PRAYER IN SCHOOLS: And the cherry on top of this bloated sundae is Bastrop High School administration who thumbed their noses at the Establishment Clause of the Constitution during their recent graduation. This despite the embarrassment of making national headlines for ostracizing and threatening the student who made the complaint. Not to mention that they are in violation of the law.
It’s enough to make you cry, cuss or laugh. Is there anything we can do to push this religious zealotry back even just a tad? That’s the question I think everyone who calls themselves a humanist, atheist, freethinker or any other category of a church/state champion should ask themselves.

One suggestion I’d like to put out there is that where prayer in school is concerned (and has a high potential come graduation season) would be for every major public high school in the state to be petitioned by their local Muslim, Buddhist, Mormon, Jewish and Humanist “congregations” for the opportunity to make a similar statement alongside the Christian version, especially if there has been prior notice given that they will include a prayer in the ceremony. This no doubt would create quite the problem for a public institution to deny a local student (representing these groups) the opportunity to speak. It might even invite a legal challenge that would be costly and shameful on a national scale.

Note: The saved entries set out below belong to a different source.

//! Rule table and conversational copy for the GOV.UK Design System domain.

use super::{Answer, DomainProfile, Rule, Tier, Trigger};
use crate::shared::Domain;

const CODE_TOKENS: &[&str] = &["code", "snippet", "example", "html"];

const CODE_SUMMARY: &str = r##"Here are some common GDS code patterns:

**Button:**
`<button class="govuk-button">Continue</button>`

**Input:**
`<input class="govuk-input" type="text">`

**Link:**
`<a class="govuk-link" href="#">Link text</a>`

For complete code examples, visit: https://design-system.service.gov.uk/components/"##;

const PALETTE: &str = "GDS uses specific colors: GDS Blue (#1d70b8) for primary actions, GDS Green (#00703c) for success, GDS Red (#d4351c) for errors, and GDS Yellow (#ffdd00) for warnings and focus states.";

const BUTTON_GUIDANCE: &str = "GDS buttons should have clear text describing the action, minimum 44px touch target, and proper focus states. Use 'Continue' rather than 'Next', and 'Save and continue' for forms.";

const IMPLEMENTATION_CHECKLIST: &str = r#"To implement GDS guidelines:

1. **Use the official CSS/JS**: Include govuk-frontend in your project
2. **Follow component patterns**: Use exact HTML structure from design-system.service.gov.uk
3. **Test accessibility**: Ensure WCAG 2.2 AA compliance
4. **Mobile-first**: Design for mobile, enhance for desktop
5. **User testing**: Test with real users, especially those using assistive technologies

For specific implementation guidance, visit: https://design-system.service.gov.uk/get-started/"#;

// Keep the trailing spaces: answers are returned byte for byte.
const CAPABILITIES: &str = concat!(
    r#"I can help with GDS Design System questions including:

• **Components**: buttons, forms, navigation, headers
• **Code examples**: HTML/CSS snippets for GDS patterns"#,
    "  ",
    r#"
• **Accessibility**: WCAG guidelines and implementation
• **Colors & branding**: GDS color palette and 2025 brand refresh
• **Best practices**: Implementation and user testing guidance

Try asking: "Show me button code", "How do I make forms accessible?", or "What are the GDS colors?"

For detailed documentation: https://design-system.service.gov.uk/"#
);

const GREETING: &str = "Hello! I'm your GDS Design System assistant. I can help you with components, code examples, accessibility, colors and branding, and implementation best practices. Try asking: \"Show me button code\" or \"What are the GDS colors?\"";

const UNAVAILABLE: &str = "I'm here to help with GDS Design System questions. You can ask me about components, accessibility guidelines, implementation patterns, colors, typography, and more. For the most current information, I recommend checking design-system.service.gov.uk.";

pub(crate) fn profile() -> DomainProfile {
    let rules = vec![
        Rule::new(
            Tier::CodeIntent,
            "button_snippet",
            Trigger::AllOf(CODE_TOKENS, &["button"]),
            Answer::Entry("button_code"),
        ),
        Rule::new(
            Tier::CodeIntent,
            "form_snippet",
            Trigger::AllOf(CODE_TOKENS, &["form", "input"]),
            Answer::Entry("form_code"),
        ),
        Rule::new(
            Tier::CodeIntent,
            "header_snippet",
            Trigger::AllOf(CODE_TOKENS, &["header", "masthead"]),
            Answer::Entry("header_code"),
        ),
        Rule::new(
            Tier::CodeIntent,
            "navigation_snippet",
            Trigger::AllOf(CODE_TOKENS, &["nav", "breadcrumb"]),
            Answer::Entry("navigation_code"),
        ),
        Rule::new(
            Tier::CodeIntent,
            "snippet_summary",
            Trigger::AnyOf(CODE_TOKENS),
            Answer::Text(CODE_SUMMARY),
        ),
        Rule::new(
            Tier::DirectKey,
            "knowledge_key",
            Trigger::KnowledgeKey,
            Answer::MatchedEntry,
        ),
        Rule::new(
            Tier::TopicKeyword,
            "header",
            Trigger::AnyOf(&["header", "masthead"]),
            Answer::Entry("header_design"),
        ),
        Rule::new(
            Tier::TopicKeyword,
            "accessibility",
            Trigger::AnyOf(&["accessible", "accessibility", "wcag"]),
            Answer::Entry("accessibility_strategy"),
        ),
        Rule::new(
            Tier::TopicKeyword,
            "brand_palette",
            Trigger::AnyOf(&["color", "colour", "blue", "brand"]),
            Answer::EntryThen("brand_refresh_2025", PALETTE),
        ),
        Rule::new(
            Tier::TopicKeyword,
            "button_guidance",
            Trigger::AnyOf(&["button", "cta"]),
            Answer::TextThen(BUTTON_GUIDANCE, "button_code"),
        ),
        Rule::new(
            Tier::HowTo,
            "implementation_checklist",
            Trigger::AnyOf(&["how", "implement", "build"]),
            Answer::Text(IMPLEMENTATION_CHECKLIST),
        ),
        Rule::new(
            Tier::Remote,
            "documentation_search",
            Trigger::RemoteAllowed,
            Answer::Remote,
        ),
    ];

    DomainProfile {
        domain: Domain::DesignSystem,
        rules,
        capabilities: CAPABILITIES,
        greeting: GREETING,
        unavailable: UNAVAILABLE,
    }
}
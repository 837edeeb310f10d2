// Copyright 2025 the Understory Authors
// SPDX-License-Identifier: Apache-2.0 OR MIT

//! Structural self-check.

use alloc::vec::Vec;
use core::fmt::{self, Debug, Display};

use crate::node::{Counters, Node};
use crate::tree::KdTree;
use crate::types::{Point, Scalar, le, lt};

/// A broken structural invariant, reported by [`KdTree::check_invariants`].
#[derive(Clone, Debug, PartialEq)]
pub enum InvariantViolation<T> {
    /// A node's stored depth differs from its distance to the root.
    DepthMismatch {
        /// Point held by the node.
        point: Point<T>,
        /// Depth recorded in the node.
        stored: usize,
        /// Depth implied by the node's position.
        expected: usize,
    },
    /// A point lies outside the region its ancestors' splits assign to it.
    OutOfBounds {
        /// The misplaced point.
        point: Point<T>,
        /// Depth of the node holding it.
        depth: usize,
    },
    /// The tracked size differs from the number of reachable nodes.
    CountMismatch {
        /// Size tracked by the tree.
        recorded: usize,
        /// Nodes actually reachable from the root.
        actual: usize,
    },
    /// The tracked depth sum differs from the sum over reachable nodes.
    DepthSumMismatch {
        /// Depth sum tracked by the tree.
        recorded: usize,
        /// Sum of the depths of reachable nodes.
        actual: usize,
    },
}

impl<T: Display> Display for InvariantViolation<T> {
    fn fmt(&self, f: &mut fmt::Formatter<'_>) -> fmt::Result {
        match self {
            Self::DepthMismatch {
                point,
                stored,
                expected,
            } => write!(
                f,
                "node at {point} records depth {stored} but sits at depth {expected}"
            ),
            Self::OutOfBounds { point, depth } => {
                write!(f, "point {point} at depth {depth} violates an ancestor split")
            }
            Self::CountMismatch { recorded, actual } => {
                write!(f, "tree records {recorded} values but holds {actual}")
            }
            Self::DepthSumMismatch { recorded, actual } => {
                write!(f, "tree records depth sum {recorded} but nodes sum to {actual}")
            }
        }
    }
}

impl<T: Debug + Display> core::error::Error for InvariantViolation<T> {}

/// Half-open region `[lo, hi)` per axis; `None` is unbounded.
#[derive(Copy, Clone)]
struct Region<T> {
    lo: [Option<T>; 2],
    hi: [Option<T>; 2],
}

impl<T: Scalar> Region<T> {
    fn contains(&self, point: &Point<T>) -> bool {
        (0..2).all(|axis| {
            let c = point[axis];
            self.lo[axis].is_none_or(|lo| le(lo, c)) && self.hi[axis].is_none_or(|hi| lt(c, hi))
        })
    }
}

impl<T: Scalar, P> KdTree<T, P> {
    /// Walk the whole tree and verify its structure.
    ///
    /// Checks that every node's depth matches its position, that every point
    /// lies strictly below each ancestor it descends left from and at or above
    /// each ancestor it descends right from (on that ancestor's axis), and that
    /// the tracked size and depth sum match the nodes present.
    ///
    /// Costs a full traversal; meant for tests and debugging.
    pub fn check_invariants(&self) -> Result<(), InvariantViolation<T>> {
        let mut seen = Counters::default();
        let unbounded = Region {
            lo: [None; 2],
            hi: [None; 2],
        };
        let mut stack: Vec<(&Node<T, P>, usize, Region<T>)> = self
            .root
            .as_deref()
            .map(|root| (root, 0, unbounded))
            .into_iter()
            .collect();

        while let Some((node, depth, region)) = stack.pop() {
            let point = node.value.point;
            if node.depth != depth {
                return Err(InvariantViolation::DepthMismatch {
                    point,
                    stored: node.depth,
                    expected: depth,
                });
            }
            if !region.contains(&point) {
                return Err(InvariantViolation::OutOfBounds { point, depth });
            }
            seen.attach(depth);

            let axis = node.axis();
            if let Some(child) = node.children[0].as_deref() {
                let mut left = region;
                left.hi[axis] = Some(point[axis]);
                stack.push((child, depth + 1, left));
            }
            if let Some(child) = node.children[1].as_deref() {
                let mut right = region;
                right.lo[axis] = Some(point[axis]);
                stack.push((child, depth + 1, right));
            }
        }

        if seen.count != self.counters.count {
            return Err(InvariantViolation::CountMismatch {
                recorded: self.counters.count,
                actual: seen.count,
            });
        }
        if seen.sum_depth != self.counters.sum_depth {
            return Err(InvariantViolation::DepthSumMismatch {
                recorded: self.counters.sum_depth,
                actual: seen.sum_depth,
            });
        }
        Ok(())
    }
}
// Copyright 2025 the Understory Authors
// SPDX-License-Identifier: Apache-2.0 OR MIT

use criterion::{BatchSize, Criterion, Throughput, black_box, criterion_group, criterion_main};
use understory_kdtree::{KdTree, Norm, Point, Scalar, Value};

const N: usize = 10_000;
const QUERIES: usize = 1_000;

#[derive(Clone)]
struct Rng(u64);

impl Rng {
    fn new(seed: u64) -> Self {
        Self(seed)
    }
    fn next_u64(&mut self) -> u64 {
        let mut x = self.0;
        x ^= x << 13;
        x ^= x >> 7;
        x ^= x << 17;
        self.0 = x;
        x
    }
    fn next_f64(&mut self) -> f64 {
        let v = self.next_u64() >> 11;
        (v as f64) / ((1u64 << 53) as f64)
    }
    fn next_i32(&mut self, span: i32) -> i32 {
        (self.next_u64() % span as u64) as i32 - span / 2
    }
}

fn gen_points_f64(count: usize, seed: u64) -> Vec<Point<f64>> {
    let mut rng = Rng::new(seed);
    (0..count)
        .map(|_| Point::new(rng.next_f64() * 2000.0 - 1000.0, rng.next_f64() * 2000.0 - 1000.0))
        .collect()
}

fn gen_points_i32(count: usize, seed: u64) -> Vec<Point<i32>> {
    let mut rng = Rng::new(seed);
    (0..count)
        .map(|_| Point::new(rng.next_i32(20_000), rng.next_i32(20_000)))
        .collect()
}

fn values<T: Scalar>(points: &[Point<T>]) -> Vec<Value<T, i64>> {
    points
        .iter()
        .enumerate()
        .map(|(i, p)| Value::new(*p, i as i64))
        .collect()
}

fn fill<T: Scalar>(points: &[Point<T>]) -> KdTree<T, i64> {
    let mut tree = KdTree::new();
    for (i, p) in points.iter().enumerate() {
        tree.insert(*p, i as i64);
    }
    tree
}

fn run_group<T: Scalar>(c: &mut Criterion, label: &str, points: &[Point<T>], queries: &[Point<T>]) {
    let mut group = c.benchmark_group(format!("kdtree_{label}"));
    group.throughput(Throughput::Elements(points.len() as u64));

    group.bench_function(format!("insert_n{}", points.len()), |b| {
        b.iter(|| black_box(fill(points)));
    });

    group.bench_function(format!("insert_then_rebalance_n{}", points.len()), |b| {
        b.iter(|| {
            let mut tree = fill(points);
            tree.rebalance();
            black_box(tree)
        });
    });

    group.bench_function(format!("bulk_build_n{}", points.len()), |b| {
        b.iter_batched(
            || values(points),
            |vals| black_box(KdTree::from_values(vals)),
            BatchSize::SmallInput,
        );
    });

    let tree = fill(points);

    group.bench_function("iterate_into_vec", |b| {
        b.iter(|| {
            let all: Vec<_> = tree.iter().collect();
            black_box(all.len())
        });
    });

    group.throughput(Throughput::Elements(queries.len() as u64));
    group.bench_function("find", |b| {
        b.iter(|| {
            let hits = queries
                .iter()
                .zip(points)
                .filter(|(q, p)| tree.exists(q) || tree.exists(p))
                .count();
            black_box(hits)
        });
    });

    for (name, norm) in [("l1", Norm::L1), ("l2", Norm::L2), ("linf", Norm::Linf)] {
        group.bench_function(format!("find_closest_{name}"), |b| {
            b.iter(|| {
                for q in queries {
                    black_box(tree.find_closest(q, norm));
                }
            });
        });
    }

    group.bench_function("insert_pop_closest", |b| {
        b.iter_batched(
            || tree.clone(),
            |mut tree| {
                for (i, q) in queries.iter().enumerate() {
                    tree.insert(*q, i as i64);
                    black_box(tree.pop_closest(q, Norm::L2));
                }
                tree
            },
            BatchSize::LargeInput,
        );
    });

    group.throughput(Throughput::Elements(points.len() as u64));
    group.bench_function("rebalance", |b| {
        b.iter_batched(
            || tree.clone(),
            |mut tree| {
                tree.rebalance();
                tree
            },
            BatchSize::LargeInput,
        );
    });

    group.finish();
}

fn bench_f64(c: &mut Criterion) {
    let points = gen_points_f64(N, 0xCAFE_F00D_DEAD_BEEF);
    let queries = gen_points_f64(QUERIES, 0xFACE_FEED_CAFE_BABE);
    run_group(c, "f64", &points, &queries);
}

fn bench_i32(c: &mut Criterion) {
    let points = gen_points_i32(N, 0xBADC_F00D_1234_5678);
    let queries = gen_points_i32(QUERIES, 0xC1A5_7E55_9999_ABCD);
    run_group(c, "i32", &points, &queries);
}

fn bench_monotonic(c: &mut Criterion) {
    // Worst case for an unbalanced tree; exercises the rebalance trigger.
    let mut group = c.benchmark_group("kdtree_monotonic");
    for &n in &[1_024_i32, 8_192] {
        group.throughput(Throughput::Elements(n as u64));
        group.bench_function(format!("insert_diagonal_n{n}"), |b| {
            b.iter(|| {
                let mut tree = KdTree::new();
                for i in 0..n {
                    tree.insert(Point::new(i, i), ());
                }
                black_box(tree.len())
            });
        });
    }
    group.finish();
}

criterion_group!(benches, bench_f64, bench_i32, bench_monotonic);
criterion_main!(benches);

I call this making them “eat the whole enchilada.” If they absolutely must flaunt the law, then they must accept the consequences of allowing other prayers. It would provide very teachable moments to people who aren’t as concerned about it and who adopt the “….well, why can’t they say their little prayer, it’s not hurting anyone?” attitude. It might also educate students that there are other families in their community who feel as passionately about their religions and philosophies. Now getting the students and religious groups to agree to this is the hard part. No one wants to be singled out and bullied for standing up for their civil rights.

But, honestly, if we don’t start standing up now, we might find we don’t have the guts, balls or other body parts to fight back. And that’s a reality I and others simply can’t swallow. So serve up parity, hot and steaming, with a side of salsa and remind them of how good it will taste.